When Lasallians pushed for cleaner water systems, DLSU said yes—and gave them milk tea. A recent project by the administration has revealed that the University’s water fountains have a higher concentration of Echosera coli (E. coli) than the infamously murky waters of Manila Bay. Shocked and disturbed by this discovery, the school administration, as well as the De La Salle University-Parents of University Student Organization (DLSU-PUSO), decided to take drastic steps to ensure their students’ well-being.

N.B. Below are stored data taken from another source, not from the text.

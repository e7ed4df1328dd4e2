// Build-time identity from Cargo.toml

/// Package version, logged at startup.
pub const VERSION: &str = env!("CARGO_PKG_VERSION");

/// Package name, logged at startup.
pub const NAME: &str = env!("CARGO_PKG_NAME");
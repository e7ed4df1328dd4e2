// Per-tick front-ends: headless console output and the latest-wins channel the GUI
// window reads from.

use crate::models::TickUpdate;
use chrono::TimeZone;
use tokio::sync::watch;

/// Sink for one tick's result. The core makes no assumption about rendering.
pub trait Presenter: Send {
    fn present(&mut self, update: TickUpdate);
}

/// Headless front-end: one line per tick on stdout (human or JSON). This is product
/// output, not logging, so it bypasses tracing.
pub struct ConsolePresenter {
    json: bool,
}

impl ConsolePresenter {
    pub fn new(json: bool) -> Self {
        Self { json }
    }

    /// The line printed for one tick; `None` when JSON serialization fails (logged,
    /// the tick is skipped rather than emitting a broken line).
    pub fn line(&self, update: &TickUpdate) -> Option<String> {
        if self.json {
            match serde_json::to_string(update) {
                Ok(line) => Some(line),
                Err(e) => {
                    tracing::warn!(error = %e, "tick serialization failed");
                    None
                }
            }
        } else {
            Some(Self::human_line(update))
        }
    }

    fn human_line(update: &TickUpdate) -> String {
        let ts = chrono::Local
            .timestamp_millis_opt(update.sample.timestamp as i64)
            .single()
            .map(|t| t.format("%Y-%m-%d %H:%M:%S").to_string())
            .unwrap_or_else(|| update.sample.timestamp.to_string());
        let ping = match update.sample.ping_ms {
            Some(ms) => format!("{ms:.0} ms"),
            None => "unreachable".into(),
        };
        let mut line = format!(
            "{ts} | CPU {:.1}% | Mem {:.1}% | Disk {:.1}% | Up {:.2} KB/s | Down {:.2} KB/s | Ping {}",
            update.sample.cpu_percent,
            update.sample.mem_percent,
            update.sample.disk_percent,
            update.rates.upload_bps / 1024.0,
            update.rates.download_bps / 1024.0,
            ping,
        );
        if !update.exceeded.is_empty() {
            let names: Vec<String> = update.exceeded.iter().map(|m| m.to_string()).collect();
            line.push_str(&format!(" [ALERT: {}]", names.join(", ")));
        }
        line
    }
}

impl Presenter for ConsolePresenter {
    fn present(&mut self, update: TickUpdate) {
        if let Some(line) = self.line(&update) {
            println!("{line}");
        }
    }
}

/// Hands ticks to another execution context (the GUI) through a watch channel:
/// ordered, latest-wins, never blocking the sampling loop. A renderer that cannot
/// keep up simply observes the newest tick and skips the overwritten ones.
pub struct ChannelPresenter {
    tx: watch::Sender<Option<TickUpdate>>,
}

impl ChannelPresenter {
    pub fn new() -> (Self, watch::Receiver<Option<TickUpdate>>) {
        let (tx, rx) = watch::channel(None);
        (Self { tx }, rx)
    }
}

impl Presenter for ChannelPresenter {
    fn present(&mut self, update: TickUpdate) {
        // send only fails when the receiver is gone; the loop keeps sampling either way
        let _ = self.tx.send(Some(update));
    }
}
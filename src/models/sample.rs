// Per-tick sample, derived throughput, and the exceeded-metric enum

use serde::{Deserialize, Serialize};

/// One instantaneous reading of the host. Produced by a `MetricSource`, owned by the
/// sampling loop for one tick, then cloned out to the presenter.
#[derive(Debug, Clone, Serialize, Deserialize)]
#[serde(rename_all = "camelCase")]
pub struct Sample {
    /// Wall-clock time of the reading, milliseconds since the Unix epoch.
    pub timestamp: u64,
    pub cpu_percent: f64,
    pub mem_percent: f64,
    /// Highest usage across mounted partitions, 0..=100.
    pub disk_percent: f64,
    /// Cumulative bytes transmitted across non-loopback interfaces (monotonic counter).
    pub bytes_sent: u64,
    /// Cumulative bytes received across non-loopback interfaces (monotonic counter).
    pub bytes_recv: u64,
    /// Round-trip latency to the configured ping host; `None` means unreachable
    /// (timed out, no route, or the probe could not run this tick).
    pub ping_ms: Option<f64>,
}

/// Throughput derived from two consecutive samples. Zero on the first tick.
#[derive(Debug, Clone, Copy, Default, PartialEq, Serialize, Deserialize)]
#[serde(rename_all = "camelCase")]
pub struct Rates {
    pub upload_bps: f64,
    pub download_bps: f64,
}

/// A metric that can cross its configured threshold.
#[derive(Debug, Clone, Copy, PartialEq, Eq, Hash, Serialize, Deserialize)]
#[serde(rename_all = "lowercase")]
pub enum Metric {
    Cpu,
    Memory,
    Disk,
}

impl std::fmt::Display for Metric {
    fn fmt(&self, f: &mut std::fmt::Formatter<'_>) -> std::fmt::Result {
        match self {
            Metric::Cpu => write!(f, "CPU"),
            Metric::Memory => write!(f, "memory"),
            Metric::Disk => write!(f, "disk"),
        }
    }
}
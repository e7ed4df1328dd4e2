// Error taxonomy: per-tick errors are absorbed locally, only repeated total
// sampling failure terminates the process.

use thiserror::Error;

/// Failure to produce a sample (or part of one) this tick.
#[derive(Debug, Error)]
pub enum MetricError {
    /// The OS denied or failed every counter read; no sample could be produced.
    /// Counts against the sampling loop's failure budget.
    #[error("metrics unavailable: {0}")]
    Unavailable(String),

    /// The ping probe exceeded its bound. Reported as unreachable for this tick only.
    #[error("ping to {host} timed out after {timeout_ms} ms")]
    PingTimeout { host: String, timeout_ms: u64 },
}

/// Failure to deliver a notification via the configured transport. Never surfaced
/// past the sink; the sink falls back to the console.
#[derive(Debug, Error)]
#[error("notification delivery failed: {0}")]
pub struct NotifyError(pub String);

/// Terminal sampling-loop failure.
#[derive(Debug, Error)]
pub enum MonitorError {
    #[error("sampling exhausted after {failures} consecutive failures, last: {last_error}")]
    SamplingExhausted { failures: u32, last_error: String },
}
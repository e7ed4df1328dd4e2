// Host metrics via sysinfo

pub mod ping;

use crate::errors::MetricError;
use crate::models::Sample;
use async_trait::async_trait;
use std::sync::Arc;
use std::time::{Duration, Instant};
use sysinfo::{Disks, Networks, System};
use tracing::instrument;

/// Capability the sampling loop consumes: one instantaneous reading per call.
/// `Err` means no sample at all could be produced this tick; partial failures are
/// absorbed inside the implementation with sentinel values (0, unreachable).
#[async_trait]
pub trait MetricSource: Send + Sync {
    async fn sample(&self) -> Result<Sample, MetricError>;
}

/// Metric source backed by the sysinfo crate plus a bounded ping probe.
pub struct SysinfoSource {
    sys: Arc<std::sync::Mutex<System>>,
    disks: Arc<std::sync::Mutex<Disks>>,
    networks: Arc<std::sync::Mutex<Networks>>,
    last_cpu_refresh: Arc<std::sync::Mutex<Option<(Instant, f64)>>>,
    ping_host: String,
    ping_timeout: Duration,
}

/// Counter readings taken under the sysinfo locks, before the ping result joins.
struct CounterReadings {
    cpu_percent: f64,
    mem_percent: f64,
    disk_percent: f64,
    bytes_sent: u64,
    bytes_recv: u64,
}

impl SysinfoSource {
    pub fn new(ping_host: impl Into<String>, ping_timeout: Duration) -> Self {
        let mut sys = System::new_all();
        sys.refresh_all();
        let disks = Disks::new_with_refreshed_list();
        let networks = Networks::new_with_refreshed_list();
        Self {
            sys: Arc::new(std::sync::Mutex::new(sys)),
            disks: Arc::new(std::sync::Mutex::new(disks)),
            networks: Arc::new(std::sync::Mutex::new(networks)),
            last_cpu_refresh: Arc::new(std::sync::Mutex::new(None)),
            ping_host: ping_host.into(),
            ping_timeout,
        }
    }

    fn read_counters(
        sys: &Arc<std::sync::Mutex<System>>,
        disks: &Arc<std::sync::Mutex<Disks>>,
        networks: &Arc<std::sync::Mutex<Networks>>,
        last_cpu_refresh: &Arc<std::sync::Mutex<Option<(Instant, f64)>>>,
    ) -> Result<CounterReadings, MetricError> {
        let mut sys = sys
            .lock()
            .map_err(|e| MetricError::Unavailable(format!("sysinfo lock poisoned: {e}")))?;

        // CPU usage needs MINIMUM_CPU_UPDATE_INTERVAL between refreshes to be
        // meaningful; cache the last reading for closer calls. The first call
        // establishes the baseline and reports 0.0.
        let now = Instant::now();
        let cpu_percent = if let Ok(mut guard) = last_cpu_refresh.lock() {
            if let Some((prev_ts, prev_usage)) = *guard {
                if now.duration_since(prev_ts) >= sysinfo::MINIMUM_CPU_UPDATE_INTERVAL {
                    sys.refresh_cpu_all();
                    let usage = sys.global_cpu_usage() as f64;
                    *guard = Some((now, usage));
                    usage
                } else {
                    prev_usage
                }
            } else {
                sys.refresh_cpu_all();
                *guard = Some((now, 0.0));
                0.0
            }
        } else {
            sys.refresh_cpu_all();
            0.0
        };

        sys.refresh_memory();
        let total_mem = sys.total_memory();
        let used_mem = total_mem.saturating_sub(sys.available_memory());
        let mem_percent = if total_mem > 0 {
            (used_mem as f64 / total_mem as f64) * 100.0
        } else {
            tracing::warn!(operation = "read_memory", "total memory reported as 0");
            0.0
        };
        drop(sys);

        let disk_percent = {
            let mut disks_guard = disks
                .lock()
                .map_err(|e| MetricError::Unavailable(format!("disks lock poisoned: {e}")))?;
            disks_guard.refresh(false);
            let max_usage = disks_guard
                .list()
                .iter()
                .filter(|d| d.total_space() > 0)
                .map(|d| {
                    let used = d.total_space().saturating_sub(d.available_space());
                    (used as f64 / d.total_space() as f64) * 100.0
                })
                .fold(None::<f64>, |acc, pct| Some(acc.map_or(pct, |m| m.max(pct))));
            match max_usage {
                Some(pct) => pct,
                None => {
                    tracing::debug!(operation = "read_disks", "no readable partitions");
                    0.0
                }
            }
        };

        let (bytes_sent, bytes_recv) = {
            let mut networks_guard = networks
                .lock()
                .map_err(|e| MetricError::Unavailable(format!("networks lock poisoned: {e}")))?;
            networks_guard.refresh(true);
            networks_guard
                .list()
                .iter()
                .filter(|(name, _)| !is_loopback(name))
                .fold((0u64, 0u64), |(sent, recv), (_, data)| {
                    (
                        sent.saturating_add(data.total_transmitted()),
                        recv.saturating_add(data.total_received()),
                    )
                })
        };

        Ok(CounterReadings {
            cpu_percent: cpu_percent.clamp(0.0, 100.0),
            mem_percent: mem_percent.clamp(0.0, 100.0),
            disk_percent: disk_percent.clamp(0.0, 100.0),
            bytes_sent,
            bytes_recv,
        })
    }
}

#[async_trait]
impl MetricSource for SysinfoSource {
    #[instrument(skip(self), fields(source = "sysinfo", operation = "sample"))]
    async fn sample(&self) -> Result<Sample, MetricError> {
        let timestamp = std::time::SystemTime::now()
            .duration_since(std::time::UNIX_EPOCH)
            .map(|d| d.as_millis() as u64)
            .unwrap_or_else(|e| {
                tracing::warn!(error = %e, operation = "get_timestamp", "system time error");
                0
            });

        let sys = self.sys.clone();
        let disks = self.disks.clone();
        let networks = self.networks.clone();
        let last_cpu_refresh = self.last_cpu_refresh.clone();
        let counters = tokio::task::spawn_blocking(move || {
            Self::read_counters(&sys, &disks, &networks, &last_cpu_refresh)
        });

        // Counter reads and the ping probe run concurrently; the probe is bounded by
        // its timeout so a dead host cannot stall the tick.
        let (counters, ping) = tokio::join!(counters, ping::probe(&self.ping_host, self.ping_timeout));
        let counters = counters
            .map_err(|e| MetricError::Unavailable(format!("sysinfo task join: {e}")))??;
        let ping_ms = match ping {
            Ok(ms) => Some(ms),
            Err(e) => {
                tracing::debug!(error = %e, host = %self.ping_host, "ping unreachable this tick");
                None
            }
        };

        Ok(Sample {
            timestamp,
            cpu_percent: counters.cpu_percent,
            mem_percent: counters.mem_percent,
            disk_percent: counters.disk_percent,
            bytes_sent: counters.bytes_sent,
            bytes_recv: counters.bytes_recv,
            ping_ms,
        })
    }
}

fn is_loopback(interface_name: &str) -> bool {
    let lname = interface_name.to_ascii_lowercase();
    lname == "lo" || lname == "lo0" || lname.contains("loopback")
}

After intensive research and testing, the administration has decided to replace the campus water fountains with milk tea fountains. In a unanimous decision by top officials, milk tea was found to be the most desirable drink for the students. Iced coffee and alcohol were also included in the roster of choices. In this article, The LaSallian sheds light on the recent development and uncovers the feeling of Lasallians and milk tea establishments around the area.
Spilling the tea
Buzzing with excitement, glass containers in hand, a certain class traveled to Manila Bay to gather samples for a special experiment. Walley Toobeeg, head of the Water Testing Facility and seasoned water drinker, shared where the idea for the project started, “Since the Manila Bay clean up was all over the news, we decided to do an experiment to test just how clean the water is now.” He shared how, at first, he was a bit apprehensive of the experiment, expressing disbelief at the idea of Manila Bay being cleaner than the school drinking fountains as the University has a water filtration system set in place for the fountains and has tests conducted routinely to make sure the water is clean and safe for drinking.
You can imagine the administrators’ shock when the results of their experiment came back. Toobeg explained, “We’re not allowed to reveal the exact results of the experiment, but let’s just say that range of the Manila Bay sample was significantly lower than that of the DLSU water fountains.” To give an idea of the acceptable levels of E. coli, treated drinking water must have zero presence of the disease-causing bacteria.
When asked why the administration chose to replace the water fountains with milk tea fountains, Ms. Pearl Chai from the Facilities Management office replied, “Kasi may nakita kaming studies na nutritious ‘yung milk tea. May study din na mood booster ‘yung milk tea, meaning na mas matutuwa yung mga estudyante.”
(Because we saw studies about how nutritious milk tea is. There was also a study about how milk tea is a mood booster, meaning it will make the students happier.)
Set to completely replace the old fountains by the third term of this academic year, the milk tea fountains will be the first in the country, another landmark for the University’s list of achievements. Infinitea, the lone milk tea shop within the campus located in Br. Bloemen Hall has already closed a deal with the administration. Contents of the deal have not been disclosed as of press time, but it is expected that they will be distributing the milk tea and sinkers throughout the campus. However, it is unclear if they will still resume their food stall operations inside the school.
Just like how the fountain water was filtered and reused, the milk tea fountain will also feature a state-of-the-art filtration system that will draw out any impurities from the liquid. To ensure the health and safety of the students, the drink will also be infused with vitamins and minerals that can significantly boost students’ motivation and mood.
Crazy for tea
Since making the decision, the administration has received heaps of praise from the student body. It has also gained favorable responses from faculty members, who will reportedly be given special milk tea add-ons cart next to the fountains in the Faculty Center.
Supported by the Facilities Management office, the new milk tea fountains were tested last March 29 to get initial reactions from the students. Dina Susubo Jr. (I, MEEMTE), one of the testers of the prototype, says that he was thrilled with the addition of the pearl shooter apparatus, a machine dispensing tapioca pearls that is attached to the fountains. He said that he particularly likes to have the balls shoot at him, his favorite part being able to choose what syrup he would like for the day—despite it making a mess of his white polo shirt— as he savors the sweet taste of pearls going down his throat.
When asked why the University should not revert to distributing water Susubo replies, “You know how like the water here is parang no good, right? What’s the use of staying hydrated if I’m gonna get bacteria? I’ve never trusted these fountains, anyway. The milk tea though? I love it so much talaga!”
More in the works
While the school’s transition to milk tea fountains is revolutionary and generally well-received, there’s still more the administration can do to improve on their decision. Several students have raised concerns about the milk tea fountains ostracizing a part of the student body, citing reasons such as lactose intolerance and general taste preference.
In light of the previously mentioned concerns, the school administration, in cooperation with the University Student Government, will be conducting a University-wide survey to fine-tune the new fountains. The survey will cover everything from preferred drink flavors, milk types, and sugar levels adjusted for medical or dietary needs.
While still in the works, Lasallians can keep an eye out for fruit tea fountains and coffee fountains in the near future. In the meantime, students can indulge themselves to their hearts’ desire in milk tea and pearls.